- ABOUT THIS EXERCISE: Where a line of the listing below includes the word "match", reproduce that line.

- GIVEN RECORDS:
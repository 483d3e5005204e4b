//! Structuring stage: OCR text → [`StructuredDocument`].
//!
//! The stage never fails. A model error, an answer without JSON, malformed
//! JSON or JSON of the wrong shape all produce
//! [`StructuringOutcome::Fallback`] carrying the raw text as a single chapter.

use crate::config::PipelineConfig;
use crate::document::{StructuredDocument, StructuringOutcome};
use crate::error::StructuringError;
use crate::pipeline::llm::{run_completion, CompletionBackend, Prompt};
use crate::pipeline::postprocess::extract_json_block;
use crate::prompts::{structuring_user_message, STRUCTURING_SYSTEM_PROMPT};
use serde_json::Value;
use tracing::{info, warn};

/// Ask the model to structure `content` and validate its answer.
pub async fn structure_content(
    backend: &dyn CompletionBackend,
    content: &str,
    instructions: Option<&str>,
    config: &PipelineConfig,
) -> StructuringOutcome {
    let prompt = Prompt {
        system: config
            .structuring_prompt
            .clone()
            .unwrap_or_else(|| STRUCTURING_SYSTEM_PROMPT.to_string()),
        user: structuring_user_message(content, instructions),
    };

    let answer = match run_completion(backend, &prompt, config, "structuring").await {
        Ok(completion) => completion.content,
        Err(e) => {
            warn!("Structuring call failed, using fallback document: {}", e);
            return StructuringOutcome::fallback(
                content,
                StructuringError::ModelCallFailed(e.to_string()),
            );
        }
    };

    match parse_structured(&answer) {
        Ok(document) => {
            info!(
                "Structured document: {} chapters, {} references",
                document.chapter_count(),
                document.reference_count()
            );
            StructuringOutcome::Structured(document)
        }
        Err(reason) => {
            warn!("Structuring answer rejected, using fallback document: {}", reason);
            StructuringOutcome::fallback(content, reason)
        }
    }
}

/// Extract, parse and schema-check a structuring answer.
pub fn parse_structured(answer: &str) -> Result<StructuredDocument, StructuringError> {
    let block = extract_json_block(answer);

    let value: Value = serde_json::from_str(&block).map_err(|e| {
        if block.contains('{') {
            StructuringError::InvalidJson(e.to_string())
        } else {
            StructuringError::NoJsonObject
        }
    })?;

    if !value.is_object() {
        return Err(StructuringError::SchemaViolation(format!(
            "expected a JSON object, found {}",
            json_kind(&value)
        )));
    }

    serde_json::from_value(value).map_err(|e| StructuringError::SchemaViolation(e.to_string()))
}

fn json_kind(value: &Value) -> &'static str {
    match value {
        Value::Null => "null",
        Value::Bool(_) => "a boolean",
        Value::Number(_) => "a number",
        Value::String(_) => "a string",
        Value::Array(_) => "an array",
        Value::Object(_) => "an object",
    }
}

- TASK OUTPUT:
    let answer = match run_completion(backend, &prompt, config, "structuring").await {
    match parse_structured(&answer) {
    match value {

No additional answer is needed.